All these items, taken together, produce an expenditure figure corresponding to 100bn roubles per year (or slightly higher). The total expenses on the state-operated Russia Space Programme, including all target programmes and projects in this field till 2023, steadily exceeded the initial budgetary plan by 50−60bn roubles, totalling 251−264bn roubles a year. This surplus can also be considered as an indicator of the sums spent on purely military satellite constellations in addition to GLONASS. Starting from this year, they are planned at this level right from the outset (which will continue into 2025). Accordingly, if a serious increase in spending on military space activities does occur in 2023, it will not become apparent until autumn. Assuming, of course, that access to data is not completely barred by that time.

Military satellite constellations


Today, Russian military satellites orbiting the Earth include 25 GLONASS satellites, 47 communications satellites, 6 satellites of the ECS missile warning system, 7 satellites of the Liana marine electronic reconnaissance system, 3 Bars-M topographic satellites, 2 radar-location satellites, 2 Persona optical reconnaissance satellites and several experimental devices or technology demonstrators. However, three attempts to launch a new generation of optical reconnaissance satellites in 2021−2022 were unsuccessful, and each of the launched satellites quickly became unserviceable.

Throughout recent years, Russia has tried to increase its space surveillance capabilities. Thus, compared to the spring of 2020, the number of missile warning satellites has increased by three, and three Liana satellites were added, including one Pion-NCS with active radar, and one Neutron radar-location satellite, in addition to the Condor satellite launched back in 2013. Nevertheless, some obvious overstretching and inertia in goal-setting are visible.

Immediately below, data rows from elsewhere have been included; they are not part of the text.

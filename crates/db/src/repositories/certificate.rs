use chrono::{DateTime, Utc};
use sqlx::Row;

use medicert_core::codes::CertificateCode;
use medicert_core::domain::certificate::{CertificateRecord, CertificateRequest};

use super::{CertificateRepository, RepositoryError};
use crate::DbPool;

pub struct SqlCertificateRepository {
    pool: DbPool,
}

impl SqlCertificateRepository {
    pub fn new(pool: DbPool) -> Self {
        Self { pool }
    }
}

fn decode_record(row: &sqlx::sqlite::SqliteRow) -> Result<CertificateRecord, RepositoryError> {
    let raw_code = row.get::<String, _>("code");
    let code = CertificateCode::parse(&raw_code)
        .map_err(|error| RepositoryError::Decode(format!("stored code `{raw_code}`: {error}")))?;

    let raw_issued_at = row.get::<String, _>("issued_at");
    let issued_at = DateTime::parse_from_rfc3339(&raw_issued_at)
        .map_err(|error| {
            RepositoryError::Decode(format!("stored issued_at `{raw_issued_at}`: {error}"))
        })?
        .with_timezone(&Utc);

    let request = CertificateRequest {
        cert_type: row.get("cert_type"),
        leave_from: row.get("leave_from"),
        other_leave: row.get("other_leave"),
        reason: row.get("reason"),
        email: row.get("email"),
        first_name: row.get("first_name"),
        last_name: row.get("last_name"),
        dob: row.get("dob"),
        mobile: row.get("mobile"),
        gender: row.get("gender"),
        address: row.get("address"),
        city: row.get("city"),
        state: row.get("state"),
        postcode: row.get("postcode"),
        from_date: row.get("from_date"),
        to_date: row.get("to_date"),
        symptoms: row.get("symptoms"),
        doctor_note: row.get("doctor_note"),
    };

    Ok(CertificateRecord { code, request, issued_at })
}

#[async_trait::async_trait]
impl CertificateRepository for SqlCertificateRepository {
    async fn insert(&self, record: CertificateRecord) -> Result<(), RepositoryError> {
        let result = sqlx::query(
            "INSERT INTO certificate (
                 code, cert_type, leave_from, other_leave, reason, email,
                 first_name, last_name, dob, mobile, gender, address, city,
                 state, postcode, from_date, to_date, symptoms, doctor_note,
                 issued_at
             ) VALUES (?, ?, ?, ?, ?, ?, ?, ?, ?, ?, ?, ?, ?, ?, ?, ?, ?, ?, ?, ?)",
        )
        .bind(record.code.as_str())
        .bind(&record.request.cert_type)
        .bind(&record.request.leave_from)
        .bind(&record.request.other_leave)
        .bind(&record.request.reason)
        .bind(&record.request.email)
        .bind(&record.request.first_name)
        .bind(&record.request.last_name)
        .bind(&record.request.dob)
        .bind(&record.request.mobile)
        .bind(&record.request.gender)
        .bind(&record.request.address)
        .bind(&record.request.city)
        .bind(&record.request.state)
        .bind(&record.request.postcode)
        .bind(&record.request.from_date)
        .bind(&record.request.to_date)
        .bind(&record.request.symptoms)
        .bind(&record.request.doctor_note)
        .bind(record.issued_at.to_rfc3339())
        .execute(&self.pool)
        .await;

        match result {
            Ok(_) => Ok(()),
            Err(sqlx::Error::Database(db_error)) if db_error.is_unique_violation() => {
                Err(RepositoryError::DuplicateCode)
            }
            Err(error) => Err(error.into()),
        }
    }

    async fn find_by_code(
        &self,
        code: &CertificateCode,
    ) -> Result<Option<CertificateRecord>, RepositoryError> {
        let row = sqlx::query(
            "SELECT code, cert_type, leave_from, other_leave, reason, email,
                    first_name, last_name, dob, mobile, gender, address, city,
                    state, postcode, from_date, to_date, symptoms, doctor_note,
                    issued_at
             FROM certificate WHERE code = ?",
        )
        .bind(code.as_str())
        .fetch_optional(&self.pool)
        .await?;

        row.as_ref().map(decode_record).transpose()
    }

    async fn count(&self) -> Result<i64, RepositoryError> {
        let count = sqlx::query_scalar::<_, i64>("SELECT COUNT(*) FROM certificate")
            .fetch_one(&self.pool)
            .await?;
        Ok(count)
    }
}

#[cfg(test)]
mod tests {
    use chrono::{TimeZone, Utc};

    use medicert_core::codes::CertificateCode;
    use medicert_core::domain::certificate::{CertificateRecord, CertificateRequest};

    use super::SqlCertificateRepository;
    use crate::repositories::{CertificateRepository, RepositoryError};
    use crate::{connect_with_settings, migrations};

    async fn repository() -> SqlCertificateRepository {
        let pool = connect_with_settings("sqlite::memory:", 1, 30).await.expect("connect");
        migrations::run_pending(&pool).await.expect("run migrations");
        SqlCertificateRepository::new(pool)
    }

    fn record(code: &str) -> CertificateRecord {
        CertificateRecord {
            code: CertificateCode::parse(code).expect("valid code"),
            request: CertificateRequest {
                cert_type: "Sick Leave".to_string(),
                reason: "Flu".to_string(),
                email: "a@b.com".to_string(),
                first_name: "Ann".to_string(),
                last_name: "Lee".to_string(),
                from_date: "2025-01-10".to_string(),
                to_date: "2025-01-12".to_string(),
                ..CertificateRequest::default()
            },
            issued_at: Utc.with_ymd_and_hms(2025, 1, 10, 9, 0, 0).single().expect("valid instant"),
        }
    }

    #[tokio::test]
    async fn insert_and_find_round_trip() {
        let repo = repository().await;
        let stored = record("MEDC123456");

        repo.insert(stored.clone()).await.expect("insert record");
        let found = repo
            .find_by_code(&stored.code)
            .await
            .expect("lookup should succeed")
            .expect("record should exist");

        assert_eq!(found, stored);
        assert_eq!(repo.count().await.expect("count"), 1);
    }

    #[tokio::test]
    async fn duplicate_code_insert_is_rejected() {
        let repo = repository().await;

        repo.insert(record("MEDC123456")).await.expect("first insert");
        let error = repo
            .insert(record("MEDC123456"))
            .await
            .expect_err("second insert of the same code must fail");

        assert!(matches!(error, RepositoryError::DuplicateCode));
        assert_eq!(repo.count().await.expect("count"), 1);
    }

    #[tokio::test]
    async fn lookup_against_an_empty_store_finds_nothing() {
        let repo = repository().await;
        let code = CertificateCode::parse("MEDC000000").expect("valid code");

        let found = repo.find_by_code(&code).await.expect("lookup should succeed");
        assert!(found.is_none());
    }
}
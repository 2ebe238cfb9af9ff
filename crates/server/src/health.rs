use axum::{extract::State, http::StatusCode, routing::get, Json, Router};
use chrono::Utc;
use medicert_db::DbPool;
use serde::Serialize;

#[derive(Clone)]
pub struct HealthState {
    db_pool: DbPool,
}

#[derive(Clone, Debug, PartialEq, Eq, Serialize)]
pub struct HealthCheck {
    pub status: &'static str,
    pub detail: String,
}

#[derive(Clone, Debug, PartialEq, Eq, Serialize)]
pub struct HealthResponse {
    pub status: &'static str,
    pub service: HealthCheck,
    pub database: HealthCheck,
    pub checked_at: String,
}

pub fn router(db_pool: DbPool) -> Router {
    Router::new().route("/health", get(health)).with_state(HealthState { db_pool })
}

pub async fn health(State(state): State<HealthState>) -> (StatusCode, Json<HealthResponse>) {
    let database = database_check(&state.db_pool).await;
    let ready = database.status == "ready";

    let payload = HealthResponse {
        status: if ready { "ready" } else { "degraded" },
        service: HealthCheck {
            status: "ready",
            detail: "medicert-server runtime initialized".to_string(),
        },
        database,
        checked_at: Utc::now().to_rfc3339(),
    };

    let status_code = if ready { StatusCode::OK } else { StatusCode::SERVICE_UNAVAILABLE };
    (status_code, Json(payload))
}

async fn database_check(pool: &DbPool) -> HealthCheck {
    match sqlx::query_scalar::<_, i64>("SELECT 1").fetch_one(pool).await {
        Ok(_) => HealthCheck { status: "ready", detail: "database query succeeded".to_string() },
        Err(error) => {
            HealthCheck { status: "degraded", detail: format!("database query failed: {error}") }
        }
    }
}

#[cfg(test)]
mod tests {
    use axum::{extract::State, http::StatusCode, Json};
    use medicert_db::connect_with_settings;

    use super::{health, HealthState};

    #[tokio::test]
    async fn health_returns_ready_when_database_is_reachable() {
        let pool = connect_with_settings("sqlite::memory:?cache=shared", 1, 5)
            .await
            .expect("pool should connect");

        let (status, Json(payload)) = health(State(HealthState { db_pool: pool.clone() })).await;

        assert_eq!(status, StatusCode::OK);
        assert_eq!(payload.status, "ready");
        assert_eq!(payload.database.status, "ready");
        assert_eq!(payload.service.status, "ready");

        pool.close().await;
    }

    #[tokio::test]
    async fn health_returns_service_unavailable_when_database_is_unavailable() {
        let pool = connect_with_settings("sqlite::memory:?cache=shared", 1, 5)
            .await
            .expect("pool should connect");
        pool.close().await;

        let (status, Json(payload)) = health(State(HealthState { db_pool: pool })).await;

        assert_eq!(status, StatusCode::SERVICE_UNAVAILABLE);
        assert_eq!(payload.status, "degraded");
        assert_eq!(payload.database.status, "degraded");
        assert_eq!(payload.service.status, "ready");
    }
}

For example, the deployment of the ECS system is still not completed: to achieve global coverage, the entire system must consist of 10 elements, and its full deployment was scheduled for completion by 2022. Against the background of Russia’s network of ground-based, long-range detection radars virtually all along its perimeter, the ECS is redundant as a way to provide nuclear deterrence. In the worst case scenario, purely hypothetical, the available radars should be able to detect missiles and warheads located several thousand kilometres away—this is enough for the so-called ‘retaliatory strike’ and for the operation of a missile defence system around Moscow.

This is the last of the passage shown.